Phytoplankton assemblages and photosynthetic pigments during winter and spring in the Subtropical Convergence region near New Zealand

Abstract

The distribution of phytoplankton on both the east, in the region near the Subtropical Convergence (STC), and the west coast of South Island, New Zealand was investigated in winter and spring 1993. Water samples were analysed for the cell carbon biomass, species composition, and pigment characteristics. In both winter and spring, the overall biomass/standing stocks consistently were greatest in the STC, intermediate in the subtropical (ST) both on the west (ST(W)) and east (ST(E)) coasts, and the least in the subantarctic (SA) waters. In spring, organic cell carbon and chlorophyll a measured in the STC were up to 6‐fold greater than in winter. In the STC in both seasons, phytoplankton assemblages were dominated by diatoms, and these species were more similar to those found in ST than in SA waters. The domination of diatoms in phytoplankton assemblages in the STC is consistent with the predominance of fucoxanthin observed in this region. The highest diatom concentrations (both in terms of cell carbon and chlorophyll a) detected during the spring bloom in the STC were located either at 10 m below the surface, or below the euphotic zone (close to the bottom of mixed layer depth).
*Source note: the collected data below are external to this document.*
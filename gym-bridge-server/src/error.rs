//! Errors of the server.
use crate::transport::TransportError;
use thiserror::Error;

/// Errors raised while serving requests.
///
/// All variants but [`ServerError::Transport`] are scoped to the request that
/// raised them: they are answered with an error message and the server goes on.
#[derive(Error, Debug)]
pub enum ServerError {
    /// A verb other than `make` was requested before any environment was made.
    #[error("No environment, call make before {method}")]
    NotInitialized {
        /// The rejected method.
        method: &'static str,
    },

    /// `dynamics` was requested on an environment without a transition table.
    #[error("Environment {0} has no transition table")]
    NoTransitionTable(String),

    /// `dynamics` was requested for a pair outside the transition table.
    #[error("No transition for state {state} and action {action}")]
    NoTransition {
        /// Requested state.
        state: usize,
        /// Requested action.
        action: usize,
    },

    /// The request names a method the server does not know.
    #[error("Unknown method: {0}")]
    UnknownMethod(String),

    /// A request parameter is missing or malformed.
    #[error("Invalid parameter: {0}")]
    InvalidParam(String),

    /// The request could not be decoded.
    #[error("Failed to decode request: {0}")]
    Decode(#[from] rmp_serde::decode::Error),

    /// The response could not be encoded.
    #[error("Failed to encode response: {0}")]
    Encode(#[from] rmp_serde::encode::Error),

    /// The environment failed.
    #[error("Environment error: {0}")]
    Env(#[from] anyhow::Error),

    /// The transport failed. This ends the server loop.
    #[error("Transport error: {0}")]
    Transport(#[from] TransportError),
}
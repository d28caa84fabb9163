//! Lifecycle of the server.
use crate::{Method, ServerError};

/// State of the server.
#[derive(Debug, Clone, Copy, PartialEq, Eq)]
pub enum LifecycleState {
    /// No environment was made yet. Only `make` is accepted.
    Uninitialized,

    /// An environment is active. Every method is accepted.
    Ready,
}

/// Checks requests against the current [`LifecycleState`].
///
/// There is no way back to [`LifecycleState::Uninitialized`]: a failed `make`
/// keeps the previous environment.
#[derive(Debug)]
pub struct Lifecycle {
    state: LifecycleState,
}

impl Lifecycle {
    /// Starts [`LifecycleState::Uninitialized`].
    pub const fn new() -> Self {
        Self {
            state: LifecycleState::Uninitialized,
        }
    }

    /// Current state.
    pub const fn state(&self) -> LifecycleState {
        self.state
    }

    /// Rejects `method` if it is not allowed in the current state.
    pub fn on_request(&self, method: Method) -> Result<(), ServerError> {
        match (self.state, method) {
            (LifecycleState::Uninitialized, Method::Make) | (LifecycleState::Ready, _) => Ok(()),
            (LifecycleState::Uninitialized, method) => Err(ServerError::NotInitialized {
                method: method.as_str(),
            }),
        }
    }

    /// Applies the transition of a successful `method`.
    pub fn on_success(&mut self, method: Method) {
        if method == Method::Make {
            self.state = LifecycleState::Ready;
        }
    }
}

impl Default for Lifecycle {
    fn default() -> Self {
        Self::new()
    }
}

#[cfg(test)]
mod test {
    use super::*;

    #[test]
    fn test_only_make_before_ready() {
        let lc = Lifecycle::new();
        assert_eq!(lc.state(), LifecycleState::Uninitialized);
        assert!(lc.on_request(Method::Make).is_ok());
        for m in [Method::Info, Method::Reset, Method::Step, Method::Dynamics] {
            assert!(matches!(
                lc.on_request(m),
                Err(ServerError::NotInitialized { method }) if method == m.as_str()
            ));
        }
    }

    #[test]
    fn test_ready_accepts_everything() {
        let mut lc = Lifecycle::default();
        lc.on_success(Method::Make);
        assert_eq!(lc.state(), LifecycleState::Ready);
        for m in [
            Method::Info,
            Method::Make,
            Method::Reset,
            Method::Step,
            Method::Dynamics,
        ] {
            assert!(lc.on_request(m).is_ok());
            lc.on_success(m);
            assert_eq!(lc.state(), LifecycleState::Ready);
        }
    }
}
The most abundant diatom species recorded in both winter and spring in the STC were Lauderia annulata and Nitzschia/Pseudo‐nitzschia spp. In ST waters dinoflagellates and diatoms were dominant in winter and spring respectively. To the south in both winter and spring, however, small‐celled nanoflagellates were dominant in the high nutrient and low chlorophyll (HNLC) SA waters. The domination of nanoflagellates in SA waters in both seasons corresponded well with the predominance of indicative pigments (viz., 19'‐hexanoyl‐oxyfucoxanthin, 19'‐butanoyloxyfucoxanthin, and diadinoxanthin). The generally shallower, nutrient‐rich (NO₃ ^‐, 5–12 (imol litre^‐1) waters over Chatham Rise in the STC provides a relatively stable water column, and is suggested to support high abundance of diatoms. Low concentrations of dissolved reactive silicate (DRSi) and the build‐up of diatoms observed in the STC in spring implied DRSi limitation.